Welcome to the second part of PHStock’s “learning investing” series (you can find the first part here). In this post, we will discuss the pitfalls to avoid in stock investing.
(PLEASE NOTE: This article series is intended to those who ARE VERY NEW AND HAVE NO IDEA what stock investing is.)
Okay, so now that you know what stocks are and how to make money in the stock market, you will definitely be itching to start having that stock trading account soon.
Stop. Ooops. Is that right? Stop? Why?
Before you race of to go sign up with a stock broker, there are some cautionary points that you need to consider before you proceed. Often, and for some people who have totally no financial education or background, these are some of the common mistakes that you need to avoid.
Investing before paying off credit cards. If you have credit card debt, it is advisable to pay them down first, totally, before starting your road toward investing and gaining double-digit growth rates on your money. It is very important to make sure of that.
Thinking short term. It is preferable for you to invest in the stock market long term, because of what our good friend compounding does. But it should be the money that you won’t need for at least two to three years, and then you should invest for a minimum of five years.

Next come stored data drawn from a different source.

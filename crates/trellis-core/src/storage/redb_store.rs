//! # redb-backed Edge Storage
//!
//! A disk-backed [`EdgeStore`] using the redb embedded database.
//!
//! Provides:
//! - ACID transactions (one write transaction per `make`/`remove` batch)
//! - Crash safety (copy-on-write B-trees)
//! - MVCC (concurrent readers, single writer)
//! - Zero configuration
//!
//! Edge and edge-type records are postcard-encoded; monotonic counters
//! (next edge id, creation tick) live in a metadata table and are cached
//! on the handle between transactions.

use crate::store::{sort_edges, validate_new_edge, EdgeFilter, EdgeStore, SortOrder};
use crate::types::{Edge, EdgeId, EdgeType, NewEdge, Tick, TrellisError};
use redb::{Database, ReadableDatabase, ReadableTable, TableDefinition};
use std::path::Path;

/// Table for edges: EdgeId(u64) -> serialized Edge bytes.
const EDGES: TableDefinition<u64, &[u8]> = TableDefinition::new("edges");

/// Table for edge types: EdgeTypeId(u64) -> serialized EdgeType bytes.
const EDGE_TYPES: TableDefinition<u64, &[u8]> = TableDefinition::new("edge_types");

/// Table for metadata counters: key string -> value u64.
const METADATA: TableDefinition<&str, u64> = TableDefinition::new("metadata");

fn io_err(error: impl std::fmt::Display) -> TrellisError {
    TrellisError::IoError(error.to_string())
}

/// A disk-backed edge store using redb.
pub struct RedbStore {
    /// The redb database handle.
    db: Database,
    /// Next available edge id, cached from metadata.
    next_edge_id: u64,
    /// Monotonic creation stamp, cached from metadata.
    tick: Tick,
}

impl std::fmt::Debug for RedbStore {
    fn fmt(&self, f: &mut std::fmt::Formatter<'_>) -> std::fmt::Result {
        f.debug_struct("RedbStore")
            .field("next_edge_id", &self.next_edge_id)
            .field("tick", &self.tick)
            .finish_non_exhaustive()
    }
}

impl RedbStore {
    /// Open or create an edge database at the given path.
    pub fn open(path: impl AsRef<Path>) -> Result<Self, TrellisError> {
        let db = Database::create(path.as_ref()).map_err(io_err)?;

        // Initialize tables if they don't exist.
        {
            let write_txn = db.begin_write().map_err(io_err)?;
            let _ = write_txn.open_table(EDGES).map_err(io_err)?;
            let _ = write_txn.open_table(EDGE_TYPES).map_err(io_err)?;
            let _ = write_txn.open_table(METADATA).map_err(io_err)?;
            write_txn.commit().map_err(io_err)?;
        }

        // Load counters.
        let read_txn = db.begin_read().map_err(io_err)?;
        let (next_edge_id, tick) = {
            let table = read_txn.open_table(METADATA).map_err(io_err)?;
            let next_edge_id = table
                .get("next_edge_id")
                .map_err(io_err)?
                .map(|v| v.value())
                .unwrap_or(0);
            let tick = table
                .get("tick")
                .map_err(io_err)?
                .map(|v| v.value())
                .unwrap_or(0);
            (next_edge_id, Tick(tick))
        };

        Ok(Self {
            db,
            next_edge_id,
            tick,
        })
    }

    /// Compact the database (optional optimization).
    pub fn compact(&mut self) -> Result<(), TrellisError> {
        self.db.compact().map_err(io_err)?;
        Ok(())
    }

    fn scan(&self, filter: &EdgeFilter) -> Result<Vec<Edge>, TrellisError> {
        let read_txn = self.db.begin_read().map_err(io_err)?;
        let table = read_txn.open_table(EDGES).map_err(io_err)?;

        let mut selected = Vec::new();
        for entry in table.iter().map_err(io_err)? {
            let (_, value) = entry.map_err(io_err)?;
            let edge: Edge = postcard::from_bytes(value.value())
                .map_err(|e| TrellisError::DeserializationError(e.to_string()))?;
            if filter.matches(&edge) {
                selected.push(edge);
            }
        }
        Ok(selected)
    }
}

impl EdgeStore for RedbStore {
    fn insert_edge(&mut self, edge: NewEdge) -> Result<Edge, TrellisError> {
        let mut created = self.insert_edges(vec![edge])?;
        created
            .pop()
            .ok_or_else(|| TrellisError::IoError("batch insert returned no record".to_string()))
    }

    fn insert_edges(&mut self, edges: Vec<NewEdge>) -> Result<Vec<Edge>, TrellisError> {
        if edges.is_empty() {
            return Ok(Vec::new());
        }
        // Validate the whole batch before the transaction opens; the
        // batch is rejected atomically.
        for edge in &edges {
            validate_new_edge(edge)?;
        }

        let mut current_id = self.next_edge_id;
        let mut current_tick = self.tick;
        let mut records = Vec::with_capacity(edges.len());

        let write_txn = self.db.begin_write().map_err(io_err)?;
        {
            let mut edges_table = write_txn.open_table(EDGES).map_err(io_err)?;
            let mut meta_table = write_txn.open_table(METADATA).map_err(io_err)?;

            for edge in edges {
                let id = EdgeId(current_id);
                current_id = current_id.saturating_add(1);
                current_tick = current_tick.next();

                let record = Edge {
                    id,
                    kind: edge.kind,
                    node_a: edge.node_a,
                    node_b: edge.node_b,
                    edge_type: edge.edge_type,
                    variant: edge.variant,
                    created: current_tick,
                };
                let bytes = postcard::to_allocvec(&record)
                    .map_err(|e| TrellisError::SerializationError(e.to_string()))?;
                edges_table.insert(id.0, bytes.as_slice()).map_err(io_err)?;
                records.push(record);
            }

            meta_table
                .insert("next_edge_id", current_id)
                .map_err(io_err)?;
            meta_table.insert("tick", current_tick.0).map_err(io_err)?;
        }
        write_txn.commit().map_err(io_err)?;

        self.next_edge_id = current_id;
        self.tick = current_tick;
        Ok(records)
    }

    fn delete_edge(&mut self, id: EdgeId) -> Result<(), TrellisError> {
        let write_txn = self.db.begin_write().map_err(io_err)?;
        let existed = {
            let mut table = write_txn.open_table(EDGES).map_err(io_err)?;
            table.remove(id.0).map_err(io_err)?.is_some()
        };
        if !existed {
            // Dropping the transaction aborts it; nothing was changed.
            return Err(TrellisError::EdgeNotFound(id));
        }
        write_txn.commit().map_err(io_err)?;
        Ok(())
    }

    fn edge_by_id(&self, id: EdgeId) -> Result<Option<Edge>, TrellisError> {
        let read_txn = self.db.begin_read().map_err(io_err)?;
        let table = read_txn.open_table(EDGES).map_err(io_err)?;
        match table.get(id.0).map_err(io_err)? {
            Some(value) => {
                let edge: Edge = postcard::from_bytes(value.value())
                    .map_err(|e| TrellisError::DeserializationError(e.to_string()))?;
                Ok(Some(edge))
            }
            None => Ok(None),
        }
    }

    fn select(&self, filter: &EdgeFilter, order: SortOrder) -> Result<Vec<Edge>, TrellisError> {
        let mut selected = self.scan(filter)?;
        sort_edges(&mut selected, order);
        Ok(selected)
    }

    fn count(&self, filter: &EdgeFilter) -> Result<usize, TrellisError> {
        Ok(self.scan(filter)?.len())
    }

    fn put_edge_type(&mut self, edge_type: EdgeType) -> Result<(), TrellisError> {
        let bytes = postcard::to_allocvec(&edge_type)
            .map_err(|e| TrellisError::SerializationError(e.to_string()))?;

        let write_txn = self.db.begin_write().map_err(io_err)?;
        {
            let mut table = write_txn.open_table(EDGE_TYPES).map_err(io_err)?;
            table
                .insert(edge_type.id.0, bytes.as_slice())
                .map_err(io_err)?;
        }
        write_txn.commit().map_err(io_err)?;
        Ok(())
    }

    fn load_edge_types(&self) -> Result<Vec<EdgeType>, TrellisError> {
        let read_txn = self.db.begin_read().map_err(io_err)?;
        let table = read_txn.open_table(EDGE_TYPES).map_err(io_err)?;

        let mut types = Vec::new();
        for entry in table.iter().map_err(io_err)? {
            let (_, value) = entry.map_err(io_err)?;
            let edge_type: EdgeType = postcard::from_bytes(value.value())
                .map_err(|e| TrellisError::DeserializationError(e.to_string()))?;
            types.push(edge_type);
        }
        Ok(types)
    }
}

// =============================================================================
// TESTS
// =============================================================================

Being passive. No one can be totally sure that the market will go up on the first day you started investing; or the first month; or even after a year. But one thing is for sure. Doing nothing will not grow that money. So while making sure that you stay invested in the long term, you also have to make sure that you are reinvesting the capital gains and dividends that you are earning out of those investments to take advantage of compound interest growth.
Being an Evel Knievel. Investing in stocks is not for everyone. If you feel you will get a heartburn if you see day in and day out your portfolio bleeding, then you should not put your money into the stock market. But even if you’re a daredevil, you should not pour all of your money into something as risky. Of course, the financial rewards could be great, but not unless you do a lot of homework into which company to invest in, when to buy, when to hold, and when to “let it go” and lock in your profits.
Starting late. Time is the best ally of stock investing. The sooner you start, the better.
Trading, not investing. The time-tested approach to investing is the long-term approach. Once you have decided to start investing in stocks, you have to think of the long term, like saving money for your future. Pick your investments well and you will reap greater rewards over the long term. Trading will get you saddled with fees (we will talk about these in the next posts) that will erode your returns. However, and as mentioned above, you need to know when to sell so that you can lock in those capital gains, which you can then re-invest.
So, in line with the above pitfalls, here’s what you have to do:
1. Review your finances.
The first thing you should do is determine how much money you have to invest. Ask yourself:
– Am I currently carrying any consumer debt?
– Do I have an emergency fund to cover my needs in the event of a job loss?
Based on your answers to the above, you should be better able to determine how much you have to invest in the stock market. It’s not about how much or how little you have to invest, what is important is to start investing. This is where the idea behind compound interest comes into play. The sooner you begin, the more time your money has to grow. With wise investments, a little can turn into a lot over a long period of time, so don’t let a small starting amount scare you away from investing.
2. Educate yourself.
Education is one of the most important factors in early investing success. This is especially the case if you haven’t had much experience with investing.
If you are like many beginning investors, you may not know where to look for quality, unbiased investing guidance. While there are many resources online, the best resources can be found through your online brokerage. In most cases, this education is free and can be a great boost to your investment knowledge. The Philippine Stock Exchange, through its PSE Academy, sometimes offers FREE–you got it–FREE seminars and workshops when it comes to investing in the stock market. So you just have to keep a lookout for it.
Not only will educating yourself help you feel less overwhelmed when it comes to investing, it should also help your bottom line because you’ll learn how to recognize high-fee investments, avoid them and move toward a purposeful investment strategy.
3. Invest with a plan.
One of the first things you should do when you start investing is come up with an investment plan. This investment plan can be as simple or as detailed as you want. The investment plan stage is where you need to determine your investing goals. For example:
– Are you investing for retirement?
– Are you investing for a child’s college education?
These are just some of the questions you can ask yourself. You have to make your plan personal. You also have to make it relative to the amount of time you have to reach your goals and your risk tolerance. Your answers to questions like the ones above will help you form a framework for your plan that can ultimately help you reach your investing goals.
Investing in the stock market can be overwhelming–especially if you have no one to guide you–but by following a few simple steps, you can start down the road of investing for your future.